Stored data:
◆ ◆ ◆ ◆ ◆

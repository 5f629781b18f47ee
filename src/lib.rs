//! Project tree engine: loads a directory hierarchy into an in-memory tree,
//! addresses nodes by index path, and tracks expansion and selection.

pub mod config;
pub mod error;
pub mod fs;
pub mod loader;
pub mod logging;
pub mod selection;
pub mod tree;

pub use error::{Result, TreeError};
pub use loader::{DirectoryLoader, LoadedTree, SubtreeFailure};
pub use selection::{FocusRestore, Gesture, SelectionController};
pub use tree::{
    Expansion, InsertRequest, NodeId, NodeKind, NodeSnapshot, PathAddress, Selection, TreeNode,
    TreeObserver, TreeStore,
};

◆ ◆ ◆ ◆ ◆

Copy down each line in the entries that has the word "error".

Response to the task -
pub mod error;
pub use error::{Result, TreeError};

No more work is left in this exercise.